A GLAMOUROUS SUMMER EXHIBITION july 5th - september 4th A tribute to the swimsuits of the 1950s Pin-Ups, sublime pieces of the feminine wardrobe From July 5th to September 4th 2017 Galerie Joseph 7 rue Froissart 75003 Paris From 11am to 8pm open every day Entry : 6 euros Following the success of the retrospective 70 years of Bikini in Paris, Lyon, New York, and Milan in 2016, fashion historians and expert collectors Ghislaine Rayer and Patrice Gaulupeau present a new exhibition dedicated to swimsuits. This event is part of the Hollywood cycle comprised of 2 cultural events at the heart of the Marais*. The Joseph Gallery, popular place of the world of fashion, welcomes during the summer a Fashion exhibition of 60 swimsuits from the golden age of Hollywood bathing during the 1950s.
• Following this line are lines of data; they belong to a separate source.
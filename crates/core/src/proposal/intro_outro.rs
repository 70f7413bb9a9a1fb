//! Opening and closing pages that bracket a multi-location document.

use std::collections::HashMap;
use std::path::{Path, PathBuf};
use std::sync::atomic::{AtomicUsize, Ordering};
use std::time::Duration;

use tokio::sync::Mutex;
use tracing::{debug, info, warn};

use crate::document::{discard, extract_pages, page_count, run_blocking, ConversionGate, Deck};
use crate::domain::location::LocationKey;
use crate::domain::proposal::ValidatedProposal;
use crate::errors::RenderCause;
use crate::store::{normalize_name, with_timeout, TemplateFormat, TemplateStore};

#[derive(Clone, Debug, PartialEq, Eq)]
pub struct IntroOutroSelection {
    pub index: usize,
    pub source: LocationKey,
    pub series: Option<String>,
    pub is_premium: bool,
    /// Name of the pre-authored asset and the cache key.
    pub asset_name: String,
    pub template_key: String,
    pub company: String,
}

/// First proposal in the premium series wins, otherwise the first proposal.
pub fn select(proposals: &[ValidatedProposal], premium_series: &str) -> Option<IntroOutroSelection> {
    let premium = proposals.iter().find(|proposal| {
        proposal
            .metadata()
            .and_then(|metadata| metadata.series.as_deref())
            .is_some_and(|series| series.trim().eq_ignore_ascii_case(premium_series.trim()))
    });
    let is_premium = premium.is_some();
    let chosen = premium.or_else(|| proposals.first())?;
    let metadata = chosen.metadata()?;

    let asset_name = match (&metadata.series, is_premium) {
        (Some(series), true) => normalize_name(series).replace(' ', "_"),
        _ => metadata.key.as_str().to_owned(),
    };
    Some(IntroOutroSelection {
        index: chosen.index,
        source: metadata.key.clone(),
        series: metadata.series.clone(),
        is_premium,
        asset_name,
        template_key: metadata.template_key().to_owned(),
        company: metadata.company.clone(),
    })
}

#[derive(Clone, Debug, PartialEq, Eq)]
pub struct IntroOutroPages {
    pub intro: PathBuf,
    pub outro: PathBuf,
}

impl IntroOutroPages {
    async fn exists(&self) -> bool {
        for path in [&self.intro, &self.outro] {
            if !tokio::fs::try_exists(path).await.unwrap_or(false) {
                return false;
            }
        }
        true
    }
}

/// Where intro/outro pages come from.
pub struct IntroOutroSource<'a> {
    pub store: &'a dyn TemplateStore,
    pub gate: &'a ConversionGate,
    pub fetch_timeout: Duration,
}

impl IntroOutroSource<'_> {
    /// Pre-authored asset first, then the location's PDF template, then its
    /// editable deck. `None` when the location has none of them.
    async fn materialize(
        &self,
        selection: &IntroOutroSelection,
        dest_dir: &Path,
    ) -> Result<Option<IntroOutroPages>, RenderCause> {
        let company = Some(selection.company.as_str());

        let asset = with_timeout(
            self.fetch_timeout,
            "intro/outro asset download",
            self.store.download_intro_outro_asset(&selection.asset_name, company, dest_dir),
        )
        .await?;
        if let Some(asset) = asset {
            if let Some(pages) = split_pdf(&asset, &selection.asset_name, dest_dir).await? {
                return Ok(Some(pages));
            }
        }

        let template = with_timeout(
            self.fetch_timeout,
            "template download",
            self.store.download_template(&selection.template_key, company, TemplateFormat::Pdf, dest_dir),
        )
        .await?;
        if let Some(template) = template {
            if let Some(pages) = split_pdf(&template, &selection.asset_name, dest_dir).await? {
                return Ok(Some(pages));
            }
        }

        let deck = with_timeout(
            self.fetch_timeout,
            "template download",
            self.store.download_template(&selection.template_key, company, TemplateFormat::Deck, dest_dir),
        )
        .await?;
        match deck {
            Some(deck) => {
                let result = self.split_deck(&deck, &selection.asset_name, dest_dir).await;
                discard(&deck).await;
                result.map(Some)
            }
            None => Ok(None),
        }
    }

    async fn split_deck(
        &self,
        deck: &Path,
        name: &str,
        dest_dir: &Path,
    ) -> Result<IntroOutroPages, RenderCause> {
        let source = deck.to_path_buf();
        let intro_deck = dest_dir.join(format!("intro_{name}.pptx"));
        let outro_deck = dest_dir.join(format!("outro_{name}.pptx"));
        let (intro_target, outro_target) = (intro_deck.clone(), outro_deck.clone());
        run_blocking(move || {
            let mut intro = Deck::open(&source)?;
            intro.keep_first()?;
            intro.save(&intro_target)?;
            let mut outro = Deck::open(&source)?;
            outro.keep_last()?;
            outro.save(&outro_target)?;
            Ok(())
        })
        .await?;

        let intro = self.gate.convert(&intro_deck).await;
        discard(&intro_deck).await;
        let outro = self.gate.convert(&outro_deck).await;
        discard(&outro_deck).await;
        match (intro, outro) {
            (Ok(intro), Ok(outro)) => Ok(IntroOutroPages { intro, outro }),
            (Err(error), other) | (other, Err(error)) => {
                if let Ok(converted) = other {
                    discard(&converted).await;
                }
                Err(error.into())
            }
        }
    }
}

/// Extracts the first and last page of a PDF with at least two pages. The
/// source is always consumed.
async fn split_pdf(source: &Path, name: &str, dest_dir: &Path) -> Result<Option<IntroOutroPages>, RenderCause> {
    let source_path = source.to_path_buf();
    let intro = dest_dir.join(format!("intro_{name}.pdf"));
    let outro = dest_dir.join(format!("outro_{name}.pdf"));
    let pages = IntroOutroPages { intro: intro.clone(), outro: outro.clone() };

    let result = run_blocking(move || {
        let count = page_count(&source_path)?;
        if count < 2 {
            return Ok(false);
        }
        extract_pages(&source_path, &[0], &intro)?;
        extract_pages(&source_path, &[count - 1], &outro)?;
        Ok(true)
    })
    .await;
    discard(source).await;

    match result? {
        true => Ok(Some(pages)),
        false => {
            debug!(event_name = "intro_outro.too_short", source = %source.display(), "source has fewer than two pages");
            Ok(None)
        }
    }
}

/// Request-scoped cache of materialized intro/outro pages, keyed by the
/// selection's asset name. Entries whose files are gone are rebuilt.
#[derive(Debug, Default)]
pub struct IntroOutroCache {
    entries: Mutex<HashMap<String, IntroOutroPages>>,
    materializations: AtomicUsize,
}

impl IntroOutroCache {
    pub fn new() -> Self {
        Self::default()
    }

    pub fn materializations(&self) -> usize {
        self.materializations.load(Ordering::SeqCst)
    }

    pub async fn pages(
        &self,
        selection: &IntroOutroSelection,
        source: &IntroOutroSource<'_>,
        dest_dir: &Path,
    ) -> Result<Option<IntroOutroPages>, RenderCause> {
        let mut entries = self.entries.lock().await;
        if let Some(cached) = entries.get(&selection.asset_name) {
            if cached.exists().await {
                debug!(event_name = "intro_outro.cache_hit", asset = %selection.asset_name, "reusing intro/outro pages");
                return Ok(Some(cached.clone()));
            }
            debug!(event_name = "intro_outro.cache_stale", asset = %selection.asset_name, "cached intro/outro pages are gone");
            entries.remove(&selection.asset_name);
        }

        let pages = source.materialize(selection, dest_dir).await?;
        self.materializations.fetch_add(1, Ordering::SeqCst);
        match &pages {
            Some(pages) => {
                info!(
                    event_name = "intro_outro.materialized",
                    asset = %selection.asset_name,
                    source = %selection.source,
                    premium = selection.is_premium,
                    "intro/outro pages ready"
                );
                entries.insert(selection.asset_name.clone(), pages.clone());
            }
            None => warn!(
                event_name = "intro_outro.unavailable",
                asset = %selection.asset_name,
                source = %selection.source,
                "no intro/outro source found; continuing without bracketing pages"
            ),
        }
        Ok(pages)
    }
}

#[cfg(test)]
mod tests {
    use std::sync::Arc;
    use std::time::Duration;

    use tempfile::TempDir;

    use crate::document::ConversionGate;
    use crate::fixtures::{location_metadata, page_markers, pdf_with_markers, validated, write_deck, MarkerConverter};
    use crate::proposal::intro_outro::{select, IntroOutroCache, IntroOutroSource};
    use crate::store::{InMemoryTemplateStore, TemplateFormat};

    fn pdf_bytes(markers: &[&str]) -> Vec<u8> {
        let mut document = pdf_with_markers(markers).expect("pdf");
        let mut bytes = Vec::new();
        document.save_to(&mut bytes).expect("save");
        bytes
    }

    #[test]
    fn premium_series_wins_over_earlier_proposals() {
        let plain = location_metadata("marina_walk", "Marina Walk");
        let mut premium = location_metadata("the_gateway", "The Gateway");
        premium.series = Some("The Landmark Series".to_owned());

        let selection =
            select(&[validated(0, plain), validated(1, premium)], "The Landmark Series").expect("selection");

        assert_eq!(selection.source.as_str(), "the_gateway");
        assert!(selection.is_premium);
        assert_eq!(selection.asset_name, "the_landmark_series");
        assert_eq!(selection.index, 1);
    }

    #[test]
    fn first_proposal_is_the_fallback_and_empty_input_selects_nothing() {
        let selection = select(
            &[validated(0, location_metadata("marina_walk", "Marina Walk"))],
            "The Landmark Series",
        )
        .expect("fallback");
        assert!(!selection.is_premium);
        assert_eq!(selection.asset_name, "marina_walk");
        assert_eq!(select(&[], "The Landmark Series"), None);
    }

    #[tokio::test]
    async fn pre_authored_asset_is_extracted_once_per_request() {
        let dir = TempDir::new().expect("temp dir");
        let store = InMemoryTemplateStore::new()
            .with_intro_outro_asset("the_landmark_series", pdf_bytes(&["landmark intro", "filler", "landmark outro"]));
        let converter = Arc::new(MarkerConverter::new());
        let gate = ConversionGate::new(converter.clone(), 2, Duration::from_secs(5));
        let source = IntroOutroSource { store: &store, gate: &gate, fetch_timeout: Duration::from_secs(5) };
        let mut metadata = location_metadata("the_gateway", "The Gateway");
        metadata.series = Some("The Landmark Series".to_owned());
        let selection = select(&[validated(0, metadata)], "The Landmark Series").expect("selection");
        let cache = IntroOutroCache::new();

        let first = cache.pages(&selection, &source, dir.path()).await.expect("pages").expect("available");
        let second = cache.pages(&selection, &source, dir.path()).await.expect("pages").expect("available");

        assert_eq!(first, second);
        assert_eq!(cache.materializations(), 1);
        assert_eq!(store.download_count("asset:the_landmark_series"), 1);
        assert_eq!(page_markers(&first.intro).expect("markers"), vec!["landmark intro"]);
        assert_eq!(page_markers(&first.outro).expect("markers"), vec!["landmark outro"]);
        assert_eq!(converter.conversion_count(), 0);
    }

    #[tokio::test]
    async fn deleted_cache_entry_is_rebuilt() {
        let dir = TempDir::new().expect("temp dir");
        let store = InMemoryTemplateStore::new()
            .with_intro_outro_asset("marina_walk", pdf_bytes(&["intro", "outro"]));
        let gate = ConversionGate::new(Arc::new(MarkerConverter::new()), 2, Duration::from_secs(5));
        let source = IntroOutroSource { store: &store, gate: &gate, fetch_timeout: Duration::from_secs(5) };
        let selection =
            select(&[validated(0, location_metadata("marina_walk", "Marina Walk"))], "The Landmark Series")
                .expect("selection");
        let cache = IntroOutroCache::new();

        let first = cache.pages(&selection, &source, dir.path()).await.expect("pages").expect("available");
        std::fs::remove_file(&first.intro).expect("delete");
        let second = cache.pages(&selection, &source, dir.path()).await.expect("pages").expect("available");

        assert_eq!(cache.materializations(), 2);
        assert!(second.intro.exists());
        assert_eq!(store.download_count("asset:marina_walk"), 2);
    }

    #[tokio::test]
    async fn deck_template_is_split_and_converted_when_no_pdf_exists() {
        let dir = TempDir::new().expect("temp dir");
        let decks = TempDir::new().expect("temp dir");
        let deck = write_deck(decks.path(), "marina.pptx", &["marina cover", "map", "marina closing"])
            .expect("fixture deck");
        let store = InMemoryTemplateStore::new().with_template(
            "marina_walk",
            TemplateFormat::Deck,
            std::fs::read(deck).expect("deck bytes"),
        );
        let converter = Arc::new(MarkerConverter::new());
        let gate = ConversionGate::new(converter.clone(), 2, Duration::from_secs(5));
        let source = IntroOutroSource { store: &store, gate: &gate, fetch_timeout: Duration::from_secs(5) };
        let selection =
            select(&[validated(0, location_metadata("marina_walk", "Marina Walk"))], "The Landmark Series")
                .expect("selection");

        let pages = IntroOutroCache::new()
            .pages(&selection, &source, dir.path())
            .await
            .expect("pages")
            .expect("available");

        assert_eq!(page_markers(&pages.intro).expect("markers"), vec!["marina cover"]);
        assert_eq!(page_markers(&pages.outro).expect("markers"), vec!["marina closing"]);
        assert_eq!(converter.conversion_count(), 2);
    }

    #[tokio::test]
    async fn missing_sources_mean_no_bracketing() {
        let dir = TempDir::new().expect("temp dir");
        let store = InMemoryTemplateStore::new();
        let gate = ConversionGate::new(Arc::new(MarkerConverter::new()), 1, Duration::from_secs(5));
        let source = IntroOutroSource { store: &store, gate: &gate, fetch_timeout: Duration::from_secs(5) };
        let selection =
            select(&[validated(0, location_metadata("marina_walk", "Marina Walk"))], "The Landmark Series")
                .expect("selection");

        let pages = IntroOutroCache::new().pages(&selection, &source, dir.path()).await.expect("pages");
        assert_eq!(pages, None);
    }
}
This is paralleled with a photographs exhibition of the greatest stars in swimsuit (Elizabeth Taylor, Ava Gardner, Jayne Russel, Esther Williams ) The flagship item of the exhibition is a glamourous velvet swimsuit worn by Marilyn Monroe during a photo shooting for the star brand Catalina.
A HISTORICAL AND FASHIONABLE DESCENT INTO THE BEHIND THE SCENE OF POSTWAR HOLLYWOOD WHEN A GLAMOUROUS TREND EMERGES FROM CENSORSHIP During the 1950s, Hollywood actresses could not be seen wearing lingerie or lightly dressed. In order to circumvent the rules, movie producers decided to ask their celebrities to pose having a swimsuit on. This could highlight their attractive physique. The enthusiasm that these pictures generated opened the reign of the Pin-Ups. The most famous was and remains Bettie Page, who, even if she was known for the pictures where she wore sexy lingerie, owed success to her photo shoot in leopard swimsuit, which launched a new trend for this print. The golden age of seaside resorts in the United States in the 1950s and 1960s is also linked to the insouciance of the postwar era, music, beach, surfing, and a new art of living! The trend for bathing increased to such an extent that brands stretched their imagination to create swimsuits for stars, which made women sublime. Some of them became iconic and the Pin-Up or vintage fashion has a bright future since reproductions of these pieces are still appreciated by teenage girls as well as by women.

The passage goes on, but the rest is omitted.